> [DESCRIPTION OF THE TASK]:
When the line containing "pub enum TlsMode" appears in the entries below, begin printing there and stop after the line containing "remote create succeeded;"; print each of those lines exactly and no other line.

(Stored items)
**********
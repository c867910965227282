mod cli;
mod commands;
mod error;
mod output;
mod state;

use clap::{CommandFactory, Parser};
use tracing_subscriber::EnvFilter;

use crate::cli::{Cli, Command};
use crate::error::CliError;

#[tokio::main(flavor = "current_thread")]
async fn main() {
    let cli = Cli::parse();

    init_tracing(cli.global.verbose);

    if let Err(err) = run(cli).await {
        let code = err.exit_code();
        eprintln!("{:?}", miette::Report::new(err));
        std::process::exit(code);
    }
}

fn init_tracing(verbosity: u8) {
    let filter = match verbosity {
        0 => "warn",
        1 => "info",
        2 => "debug",
        _ => "trace",
    };

    tracing_subscriber::fmt()
        .with_env_filter(
            EnvFilter::try_from_default_env().unwrap_or_else(|_| EnvFilter::new(filter)),
        )
        .with_writer(std::io::stderr)
        .with_target(false)
        .init();
}

async fn run(cli: Cli) -> Result<(), CliError> {
    match cli.command {
        Command::Completions(args) => {
            let mut cmd = Cli::command();
            clap_complete::generate(args.shell, &mut cmd, "crucible", &mut std::io::stdout());
            Ok(())
        }
        cmd => {
            tracing::debug!(command = ?cmd, "dispatching command");
            commands::dispatch(cmd, &cli.global).await
        }
    }
}
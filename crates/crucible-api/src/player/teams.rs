// Player API team endpoints
//
// Teams, their permissions, roles, and user membership. Role names are
// resolved here only as raw lookups; callers decide when to resolve.

use reqwest::StatusCode;
use serde_json::json;
use tracing::debug;

use crate::error::Error;
use crate::models::{Role, Team, TeamMembership, TeamRequest};
use crate::player::PlayerClient;
use crate::rest::{Created, Progress, decode, expect_status};

impl PlayerClient {
    // ── Teams ────────────────────────────────────────────────────────

    /// `GET views/{view}/teams` -- expects 200.
    pub async fn list_teams(&self, view: &str) -> Result<Vec<Team>, Error> {
        let token = self.rest.token().await?;
        self.rest
            .fetch(&token, &format!("views/{view}/teams"), "listing view teams")
            .await
    }

    /// Create each team in order and return the assigned ids.
    ///
    /// `POST views/{view}/teams` -- expects 201 per team.
    pub async fn create_teams(
        &self,
        view: &str,
        teams: &[TeamRequest],
    ) -> Result<Vec<String>, Error> {
        let token = self.rest.token().await?;
        let path = format!("views/{view}/teams");
        let mut progress = Progress::new("creating teams", teams.len());

        for team in teams {
            let mut body = team.clone();
            body.id = None;

            let step = async {
                let resp = self.rest.post(&token, &path, &body).await?;
                let created: Created =
                    decode(expect_status(resp, StatusCode::CREATED, "creating team")?).await?;
                Ok::<_, Error>(created.id)
            };
            match step.await {
                Ok(id) => progress.record(id),
                Err(e) => return Err(progress.fail(e)),
            }
        }
        Ok(progress.finish())
    }

    /// `PUT teams/{id}` for each team carrying an id -- expects 200.
    pub async fn update_teams(&self, teams: &[TeamRequest]) -> Result<(), Error> {
        let token = self.rest.token().await?;
        let mut progress = Progress::new("updating teams", teams.len());

        for team in teams {
            let Some(id) = team.id.as_deref() else {
                debug!(name = ?team.name, "skipping team without id");
                continue;
            };
            let step = async {
                let resp = self.rest.put(&token, &format!("teams/{id}"), team).await?;
                expect_status(resp, StatusCode::OK, "updating team")
            };
            match step.await {
                Ok(_) => progress.record(id),
                Err(e) => return Err(progress.fail(e)),
            }
        }
        Ok(())
    }

    /// `DELETE teams/{id}` for each id -- expects 204.
    pub async fn delete_teams(&self, ids: &[String]) -> Result<(), Error> {
        let token = self.rest.token().await?;
        self.delete_each(&token, "deleting teams", ids, |id| format!("teams/{id}"))
            .await
    }

    // ── Permissions ──────────────────────────────────────────────────

    /// `POST teams/{team}/permissions/{perm}` for each permission -- expects 200.
    pub async fn add_team_permissions(&self, team: &str, perms: &[String]) -> Result<(), Error> {
        let token = self.rest.token().await?;
        self.post_each(&token, "adding team permissions", perms, |perm| {
            format!("teams/{team}/permissions/{perm}")
        })
        .await
    }

    /// `DELETE teams/{team}/permissions/{perm}` for each permission -- expects 204.
    pub async fn remove_team_permissions(
        &self,
        team: &str,
        perms: &[String],
    ) -> Result<(), Error> {
        let token = self.rest.token().await?;
        self.delete_each(&token, "removing team permissions", perms, |perm| {
            format!("teams/{team}/permissions/{perm}")
        })
        .await
    }

    // ── Roles ────────────────────────────────────────────────────────

    /// `GET roles/name/{name}` -- expects 200.
    pub async fn role_by_name(&self, name: &str) -> Result<Role, Error> {
        let token = self.rest.token().await?;
        self.rest
            .fetch(&token, &format!("roles/name/{name}"), "resolving role name")
            .await
    }

    /// `GET roles/{id}` -- expects 200.
    pub async fn role_by_id(&self, id: &str) -> Result<Role, Error> {
        let token = self.rest.token().await?;
        self.rest
            .fetch(&token, &format!("roles/{id}"), "resolving role id")
            .await
    }

    // ── Membership ───────────────────────────────────────────────────

    /// `GET teams/{team}/memberships` -- expects 200.
    pub async fn list_memberships(&self, team: &str) -> Result<Vec<TeamMembership>, Error> {
        let token = self.rest.token().await?;
        self.rest
            .fetch(
                &token,
                &format!("teams/{team}/memberships"),
                "listing team memberships",
            )
            .await
    }

    /// `POST teams/{team}/users/{user}` for each user -- expects 200.
    pub async fn add_users_to_team(&self, team: &str, users: &[String]) -> Result<(), Error> {
        let token = self.rest.token().await?;
        self.post_each(&token, "adding users to team", users, |user| {
            format!("teams/{team}/users/{user}")
        })
        .await
    }

    /// `DELETE teams/{team}/users/{user}` for each user -- expects 204.
    pub async fn remove_users_from_team(
        &self,
        team: &str,
        users: &[String],
    ) -> Result<(), Error> {
        let token = self.rest.token().await?;
        self.delete_each(&token, "removing users from team", users, |user| {
            format!("teams/{team}/users/{user}")
        })
        .await
    }

    /// Set (or clear) the team-scoped role of one membership.
    ///
    /// `PUT team-memberships/{id}` -- expects 200.
    pub async fn set_membership_role(
        &self,
        membership: &str,
        role_id: Option<&str>,
    ) -> Result<(), Error> {
        let token = self.rest.token().await?;
        let body = json!({ "id": membership, "roleId": role_id });
        let resp = self
            .rest
            .put(&token, &format!("team-memberships/{membership}"), &body)
            .await?;
        expect_status(resp, StatusCode::OK, "updating membership role")?;
        Ok(())
    }
}
// VLAN lease lifecycle.
//
// A VLAN cannot be edited in place: changing what is asked for releases
// the current lease and acquires a new one.

use crucible_api::models::VlanAcquire;
use tracing::{info, warn};

use crate::error::CoreError;
use crate::model::{ResourceKind, VlanState};
use crate::provider::Provider;
use crate::resources::{Resource, ResourceData};

async fn acquire(
    provider: &Provider,
    data: &mut ResourceData<VlanState>,
    request: &VlanState,
) -> Result<(), CoreError> {
    let vlan = provider
        .caster()
        .acquire_vlan(&VlanAcquire::from(request))
        .await?;
    data.id = Some(vlan.id.clone());
    data.state = VlanState::from(vlan);
    Ok(())
}

impl Resource for VlanState {
    const KIND: ResourceKind = ResourceKind::Vlan;

    async fn create(provider: &Provider, data: &mut ResourceData<Self>) -> Result<(), CoreError> {
        let request = data.state.clone();
        acquire(provider, data, &request).await
    }

    async fn read(provider: &Provider, data: &mut ResourceData<Self>) -> Result<(), CoreError> {
        let Some(id) = data.id.clone() else {
            return Ok(());
        };
        match provider.caster().find_vlan(&id).await? {
            Some(vlan) => data.state = VlanState::from(vlan),
            None => {
                warn!(%id, "VLAN no longer exists remotely");
                data.id = None;
            }
        }
        Ok(())
    }

    async fn update(
        provider: &Provider,
        data: &mut ResourceData<Self>,
        desired: Self,
    ) -> Result<(), CoreError> {
        let id = data.require_id(Self::KIND)?;
        if !data.state.needs_reacquire(&desired) {
            return Self::read(provider, data).await;
        }

        info!(%id, "VLAN request changed, re-acquiring");
        Self::delete(provider, data).await?;
        acquire(provider, data, &desired).await
    }

    async fn delete(provider: &Provider, data: &mut ResourceData<Self>) -> Result<(), CoreError> {
        let Some(id) = data.id.clone() else {
            return Ok(());
        };
        if provider.caster().vlan_exists(&id).await? {
            match provider.caster().release_vlan(&id).await {
                Ok(()) => info!(%id, "VLAN released"),
                Err(e) if e.is_not_found() => {}
                Err(e) => return Err(e.into()),
            }
        }
        data.id = None;
        data.state.vlan_uuid = None;
        Ok(())
    }
}
// Shared transport configuration for building the reqwest::Client.
//
// A single client is built per provider and handed to all three backend
// clients so connections are reused across VM, Player, and Caster calls.

use std::path::PathBuf;
use std::time::Duration;

use crate::error::Error;

/// TLS verification mode.
#[derive(Debug, Clone, Default)]
pub enum TlsMode {
    /// Use the system certificate store.
    #[default]
    System,
    /// Use a custom CA certificate from the given PEM file.
    CustomCa(PathBuf),
    /// Accept any certificate (lab deployments with self-signed certs).
    DangerAcceptInvalid,
}

/// Shared transport configuration for building HTTP clients.
#[derive(Debug, Clone, Default)]
pub struct TransportConfig {
    pub tls: TlsMode,
    /// Per-request timeout. `None` keeps the reqwest default (no timeout).
    pub timeout: Option<Duration>,
}

impl TransportConfig {
    /// Build a `reqwest::Client` from this config.
    pub fn build_client(&self) -> Result<reqwest::Client, Error> {
        let mut builder = reqwest::Client::builder()
            .user_agent(concat!("crucible-provider/", env!("CARGO_PKG_VERSION")));

        if let Some(timeout) = self.timeout {
            builder = builder.timeout(timeout);
        }

        match &self.tls {
            TlsMode::System => {}
            TlsMode::CustomCa(path) => {
                let cert_pem = std::fs::read(path)
                    .map_err(|e| Error::Tls(format!("failed to read CA cert: {e}")))?;
                let cert = reqwest::Certificate::from_pem(&cert_pem)
                    .map_err(|e| Error::Tls(format!("invalid CA cert: {e}")))?;
                builder = builder.add_root_certificate(cert);
            }
            TlsMode::DangerAcceptInvalid => {
                builder = builder.danger_accept_invalid_certs(true);
            }
        }

        builder
            .build()
            .map_err(|e| Error::Tls(format!("failed to build HTTP client: {e}")))
    }
}
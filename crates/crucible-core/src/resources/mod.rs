// ── Resource lifecycle ──
//
// Create / read / update / delete for each resource kind, following the
// host contract:
// - create sets `id` only once the remote create succeeded;
// - read clears `id` when the remote object is gone instead of failing;
// - update finishes with a read so state reflects server normalization;
// - delete treats "already gone" as success.
//
// Operations mutate the `ResourceData` in place, so on error it still
// records whatever partial progress was made.

mod template;
mod user;
mod view;
mod vlan;
mod vm;

use crate::error::CoreError;
use crate::model::ResourceKind;
use crate::provider::Provider;

/// Locally persisted state of one resource instance.
#[derive(Debug, Clone, PartialEq)]
pub struct ResourceData<T> {
    /// Remote identity. `None` means the resource does not exist remotely.
    pub id: Option<String>,
    pub state: T,
}

impl<T> ResourceData<T> {
    /// A local-only resource that has never been created.
    pub fn new(state: T) -> Self {
        Self { id: None, state }
    }

    pub fn exists(&self) -> bool {
        self.id.is_some()
    }

    pub(crate) fn require_id(&self, kind: ResourceKind) -> Result<String, CoreError> {
        self.id.clone().ok_or_else(|| CoreError::MissingIdentity {
            kind: kind.to_string(),
        })
    }
}

/// Lifecycle operations the host drives for one resource kind.
#[allow(async_fn_in_trait)]
pub trait Resource: Sized {
    const KIND: ResourceKind;

    /// Create the remote object from `data.state`.
    async fn create(provider: &Provider, data: &mut ResourceData<Self>) -> Result<(), CoreError>;

    /// Refresh `data.state` from the backend.
    async fn read(provider: &Provider, data: &mut ResourceData<Self>) -> Result<(), CoreError>;

    /// Converge the remote object from `data.state` to `desired`.
    async fn update(
        provider: &Provider,
        data: &mut ResourceData<Self>,
        desired: Self,
    ) -> Result<(), CoreError>;

    /// Remove the remote object and clear `data.id`.
    async fn delete(provider: &Provider, data: &mut ResourceData<Self>) -> Result<(), CoreError>;
}
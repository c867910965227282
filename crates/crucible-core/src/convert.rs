// ── Wire-to-domain type conversions ──
//
// Bridges `crucible_api::models` wire types and `crucible_core::model`
// domain types. Empty strings from the wire collapse to `None`, team ids
// come back sorted, and role fields are left for the resources to resolve.

use crucible_api::models::{
    Application, ApplicationInstance, ApplicationInstanceRequest, ApplicationTemplate,
    ConsoleConnection as WireConsole, User, View, Vlan, VlanAcquire, Vm,
};

use crate::model::{
    AppInstanceSpec, AppTemplateState, ApplicationSpec, ConsoleConnection, PlayerUserState,
    ViewState, VlanState, VmState,
};

// ── Helpers ────────────────────────────────────────────────────────

fn non_empty(raw: Option<String>) -> Option<String> {
    raw.filter(|s| !s.is_empty())
}

// ── VM ─────────────────────────────────────────────────────────────

impl From<&ConsoleConnection> for WireConsole {
    fn from(c: &ConsoleConnection) -> Self {
        Self {
            hostname: c.hostname.clone(),
            port: c.port.clone(),
            protocol: c.protocol.clone(),
            username: c.username.clone(),
            password: c.password.clone(),
        }
    }
}

impl From<WireConsole> for ConsoleConnection {
    fn from(c: WireConsole) -> Self {
        Self {
            hostname: c.hostname,
            port: c.port,
            protocol: c.protocol,
            username: c.username,
            password: c.password,
        }
    }
}

/// Build the wire VM for `id`. Team ids are included for create; the
/// update endpoint ignores them.
pub fn vm_to_wire(state: &VmState, id: &str) -> Vm {
    Vm {
        id: id.to_owned(),
        url: state.url.clone(),
        default_url: state.default_url,
        name: state.name.clone(),
        team_ids: state.team_ids.clone(),
        user_id: state.user_id.clone(),
        embeddable: state.embeddable,
        console_connection: state.console_connection.as_ref().map(WireConsole::from),
    }
}

impl From<Vm> for VmState {
    fn from(vm: Vm) -> Self {
        let mut team_ids = vm.team_ids;
        team_ids.sort();
        Self {
            vm_id: Some(vm.id),
            url: vm.url,
            name: vm.name,
            team_ids,
            user_id: non_empty(vm.user_id),
            console_connection: vm.console_connection.map(ConsoleConnection::from),
            default_url: vm.default_url,
            embeddable: vm.embeddable,
        }
    }
}

// ── View and applications ──────────────────────────────────────────

/// Wire form of the view's own fields (applications and teams are separate calls).
pub fn view_to_wire(state: &ViewState) -> View {
    View {
        id: None,
        name: state.name.clone(),
        description: state.description.clone(),
        status: state.status.clone(),
        create_admin_team: state.create_admin_team,
    }
}

pub fn application_to_wire(app: &ApplicationSpec, view_id: &str) -> Application {
    Application {
        id: app.app_id.clone(),
        name: app.name.clone(),
        url: app.url.clone(),
        icon: app.icon.clone(),
        embeddable: app.embeddable,
        load_in_background: app.load_in_background,
        view_id: view_id.to_owned(),
        application_template_id: app.app_template_id.clone(),
    }
}

impl From<Application> for ApplicationSpec {
    fn from(app: Application) -> Self {
        Self {
            app_id: non_empty(app.id),
            name: non_empty(app.name),
            url: non_empty(app.url),
            icon: non_empty(app.icon),
            embeddable: app.embeddable,
            load_in_background: app.load_in_background,
            view_id: Some(app.view_id).filter(|s| !s.is_empty()),
            app_template_id: non_empty(app.application_template_id),
        }
    }
}

// ── Application instances ──────────────────────────────────────────

impl From<ApplicationInstance> for AppInstanceSpec {
    fn from(inst: ApplicationInstance) -> Self {
        Self {
            id: Some(inst.id),
            name: inst.name.unwrap_or_default(),
            display_order: inst.display_order,
            parent: Some(inst.application_id),
        }
    }
}

pub fn instance_to_wire(
    team: &str,
    application_id: &str,
    display_order: f64,
) -> ApplicationInstanceRequest {
    ApplicationInstanceRequest {
        id: None,
        team_id: team.to_owned(),
        application_id: application_id.to_owned(),
        display_order,
    }
}

// ── Templates ──────────────────────────────────────────────────────

impl From<&AppTemplateState> for ApplicationTemplate {
    fn from(t: &AppTemplateState) -> Self {
        Self {
            id: None,
            name: t.name.clone(),
            url: t.url.clone(),
            icon: t.icon.clone(),
            embeddable: t.embeddable,
            load_in_background: t.load_in_background,
        }
    }
}

impl From<ApplicationTemplate> for AppTemplateState {
    fn from(t: ApplicationTemplate) -> Self {
        Self {
            name: t.name,
            url: t.url,
            icon: t.icon,
            embeddable: t.embeddable,
            load_in_background: t.load_in_background,
        }
    }
}

// ── Users ──────────────────────────────────────────────────────────

/// Wire user with an already-resolved role id.
pub fn user_to_wire(state: &PlayerUserState, role_id: Option<String>) -> User {
    User {
        id: state.user_id.clone(),
        name: state.name.clone(),
        role_id,
        is_system_admin: state.is_system_admin,
    }
}

/// Domain user with an already-resolved role name.
pub fn user_from_wire(user: User, role: Option<String>) -> PlayerUserState {
    PlayerUserState {
        user_id: user.id,
        name: user.name,
        role,
        is_system_admin: user.is_system_admin,
    }
}

// ── VLANs ──────────────────────────────────────────────────────────

impl From<&VlanState> for VlanAcquire {
    fn from(v: &VlanState) -> Self {
        Self {
            project_id: non_empty(v.project_id.clone()),
            partition_id: non_empty(v.partition_id.clone()),
            tag: non_empty(v.tag.clone()),
            vlan_id: v.vlan_id,
        }
    }
}

impl From<Vlan> for VlanState {
    fn from(v: Vlan) -> Self {
        Self {
            project_id: non_empty(v.project_id),
            partition_id: non_empty(v.partition_id),
            tag: non_empty(v.tag),
            vlan_id: Some(v.vlan_id),
            vlan_uuid: Some(v.id),
        }
    }
}
use serde_json::Value;

use crate::attrs::{self, AttributeMap, Attributes};
use crate::error::CoreError;

/// A VLAN leased from the Caster pool.
#[derive(Debug, Clone, Default, PartialEq, Eq)]
pub struct VlanState {
    pub project_id: Option<String>,
    pub partition_id: Option<String>,
    pub tag: Option<String>,
    /// Requested VLAN number, or the one the pool assigned.
    pub vlan_id: Option<i32>,
    /// Remote identity, set once acquired.
    pub vlan_uuid: Option<String>,
}

impl VlanState {
    /// Whether `desired` asks for a different lease than `self` holds.
    ///
    /// An unset `vlan_id` in `desired` accepts whatever the pool assigned.
    pub fn needs_reacquire(&self, desired: &Self) -> bool {
        self.project_id != desired.project_id
            || self.partition_id != desired.partition_id
            || self.tag != desired.tag
            || desired.vlan_id.is_some_and(|want| self.vlan_id != Some(want))
    }
}

impl Attributes for VlanState {
    fn to_attributes(&self) -> AttributeMap {
        let mut map = AttributeMap::new();
        attrs::put_opt_string(&mut map, "project_id", self.project_id.as_deref());
        attrs::put_opt_string(&mut map, "partition_id", self.partition_id.as_deref());
        attrs::put_opt_string(&mut map, "tag", self.tag.as_deref());
        if let Some(id) = self.vlan_id {
            map.insert("vlan_id".into(), Value::from(id));
        }
        attrs::put_opt_string(&mut map, "vlan_uuid", self.vlan_uuid.as_deref());
        map
    }

    fn from_attributes(map: &AttributeMap) -> Result<Self, CoreError> {
        Ok(Self {
            project_id: attrs::opt_string(map, "project_id")?,
            partition_id: attrs::opt_string(map, "partition_id")?,
            tag: attrs::opt_string(map, "tag")?,
            vlan_id: attrs::opt_i32(map, "vlan_id")?,
            vlan_uuid: attrs::opt_string(map, "vlan_uuid")?,
        })
    }
}
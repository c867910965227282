// ── Domain model ──
//
// Typed resource states, one module per resource kind. Each implements
// `Attributes` for the host-visible key-value form; wire conversion lives
// in `crate::convert`.

pub mod template;
pub mod user;
pub mod view;
pub mod vlan;
pub mod vm;

pub use template::AppTemplateState;
pub use user::PlayerUserState;
pub use view::{AppInstanceSpec, ApplicationSpec, TeamSpec, TeamUser, ViewState};
pub use vlan::VlanState;
pub use vm::{ConsoleConnection, VmState};

use serde::{Deserialize, Serialize};
use strum::{Display, EnumString};

/// Resource kinds exposed to the host.
#[derive(
    Debug, Clone, Copy, PartialEq, Eq, Hash, Display, EnumString, Serialize, Deserialize,
)]
#[strum(serialize_all = "kebab-case")]
#[serde(rename_all = "kebab-case")]
pub enum ResourceKind {
    Vm,
    View,
    AppTemplate,
    User,
    Vlan,
}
**********
> [COMPLETED TASK]:
pub enum TlsMode {
    /// Use the system certificate store.
    #[default]
    System,
    /// Use a custom CA certificate from the given PEM file.
    CustomCa(PathBuf),
    /// Accept any certificate (lab deployments with self-signed certs).
    DangerAcceptInvalid,
}

/// Shared transport configuration for building HTTP clients.
#[derive(Debug, Clone, Default)]
pub struct TransportConfig {
    pub tls: TlsMode,
    /// Per-request timeout. `None` keeps the reqwest default (no timeout).
    pub timeout: Option<Duration>,
}

impl TransportConfig {
    /// Build a `reqwest::Client` from this config.
    pub fn build_client(&self) -> Result<reqwest::Client, Error> {
        let mut builder = reqwest::Client::builder()
            .user_agent(concat!("crucible-provider/", env!("CARGO_PKG_VERSION")));

        if let Some(timeout) = self.timeout {
            builder = builder.timeout(timeout);
        }

        match &self.tls {
            TlsMode::System => {}
            TlsMode::CustomCa(path) => {
                let cert_pem = std::fs::read(path)
                    .map_err(|e| Error::Tls(format!("failed to read CA cert: {e}")))?;
                let cert = reqwest::Certificate::from_pem(&cert_pem)
                    .map_err(|e| Error::Tls(format!("invalid CA cert: {e}")))?;
                builder = builder.add_root_certificate(cert);
            }
            TlsMode::DangerAcceptInvalid => {
                builder = builder.danger_accept_invalid_certs(true);
            }
        }

        builder
            .build()
            .map_err(|e| Error::Tls(format!("failed to build HTTP client: {e}")))
    }
}
filename crates/crucible-core/src/resources/mod.rs
// ── Resource lifecycle ──
//
// Create / read / update / delete for each resource kind, following the
// host contract:
// - create sets `id` only once the remote create succeeded;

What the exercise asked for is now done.